Semiahmoo’s Mihaila, Mouat’s Bhogal sign with Cascades

The University of the Fraser Valley men’s basketball program has fortified its roster by signing a pair of outstanding talents from the local high school ranks.

Vlad Mihaila, a guard from Semiahmoo Secondary in Surrey, B.C., and Dhivaan Bhogal, a forward out of Abbotsford’s W.J. Mouat Secondary, have committed to join the Cascades.

“They’re both excellent players who we think will have very good careers,” Cascades head coach Adam Friesen enthused. “The fact that they are local is big, too. That’s a goal of our program – to keep the best players in the Fraser Valley.”

Vlad Mihaila

6’4” guard, Surrey, B.C.

Semiahmoo Secondary

Mihaila played his high school hoops under the tutelage of Semiahmoo Totems head coach Ed Lefurgy, a Cascades men’s basketball alum. The dynamic guard had a phenomenal senior campaign, leading his team to a silver medal at the B.C. 4A provincial championships while averaging 26.5 points, 8.5 rebounds and 5.6 assists. Along the way, he became Semiahmoo’s all-time leading scorer.

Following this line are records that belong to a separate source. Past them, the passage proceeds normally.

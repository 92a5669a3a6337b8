//! Alignment of LC-MS feature tables across independently processed runs.
//!
//! Retention time drifts unpredictably and nonlinearly between runs, so
//! rows describing the same analyte cannot be matched on raw coordinates
//! alone. [`RansacAligner`] robustly fits a retention time correction per
//! input table against the growing master row set, re-matches on the
//! corrected axis, and merges agreeing rows into one consolidated
//! [`FeatureTable`] in which every source row appears exactly once.

pub mod aligner;
pub mod annotation;
pub mod matching;
pub mod merge;
pub mod ransac;
pub mod table;
pub mod tolerance;

pub use aligner::{
    AlignmentError, AlignmentHandle, AlignmentOutcome, AlignmentState, RansacAligner,
    RansacAlignerSettings, Stage,
};
pub use annotation::IonAnnotation;
pub use matching::{MatchSettings, RowMatch};
pub use merge::{MasterRowSet, MergeError, MergedRow};
pub use ransac::{AlignmentModel, CorrectionCurve, ModelFamily, RansacFitter, RtPair};
pub use table::{ColumnKind, CorrectedRow, FeatureTable, FeatureTableRow, RowLike};
pub use tolerance::{MzTolerance, RtTolerance};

Mihaila’s list of 2017-18 accolades includes tournament all-star honours at the Surrey RCMP Classic, the Legal Beagle, the Western Canada Tournament, the Vancouver College Emerald, and the Kodiak Classic. He followed with all-star nods at both the Fraser Valley championships (second team) and the B.C. 4A championships (first team). He won the three-point contest and finished second in the dunk contest at the Western Canada tourney, and wrapped up his prep career at the B.C. high school all-star game.

“The passion and determination he plays with jump out first,” Friesen said of Mihaila. “He’s a competitor who really loves the sport, and he has a desire to see how good he can become. He can handle the basketball, shoot the basketball, and make good decisions.”

Mihaila, who suited up for the B.C. provincial team from 2015 through 2017, plans to enrol in Arts at UFV with an eye on eventually earning a Bachelor of Education degree.

“It was a tough choice for me, looking at all the schools and considering it,” said Mihaila, who was born in Brasov, Romania, and moved to Surrey with his family when he was two years old. “But I put a list together of what I value, and at the top of that list was my development and becoming the best player I can be. Adam and Trevor (Pridie, Cascades assistant coach) are going to be in the gym with me a lot – they’re really dedicated people, and I have a strong connection with them. I’ve known them since I was in Grade 8, I know they’re good people, and I trust in their ability to develop me. And I know they trust in me as a player as well.”

Dhivaan Bhogal

6’8” forward, Mission, B.C.

W.J. Mouat Secondary

Bhogal boasts a rare combination of size, skill and athleticism. At the offensive end, he’s capable of playing in the post or knocking down shots from the perimeter. Defensively, his length and agility allow him to be a disruptive force.

As a senior, Bhogal averaged 20 points, 11 rebounds and three blocks per game in leading his W.J. Mouat Hawks to a silver medal at the Fraser Valley championships and a berth to the B.C. 4A provincials, where they finished 13th. He joined Mihaila on the all-star team at the Western Canada Tournament in Kelowna, and also earned a first team all-star nod at the Fraser Valleys.

“With the versatility that he has, he can grow into something pretty special,” Friesen said of Bhogal. “The combination of his height and length, and the way he moves around the court at his size, is really good. Offensively he can be a threat from anywhere on the court, and in time, I believe he can grow into a truly special defensive talent. He can protect the rim, and start the fast break.”

Bhogal, who plans to study business at UFV, said he loves bringing energy to his team by investing in blue-collar tasks like defence and rebounding.

“I really like the look of the team – it’s a good young team,” he said, breaking down his decision to sign with the Cascades. “I love the coach, and it worked out for me. I was talking to a few other schools, but I didn’t like those looks, and I wanted to stay close to home, too.”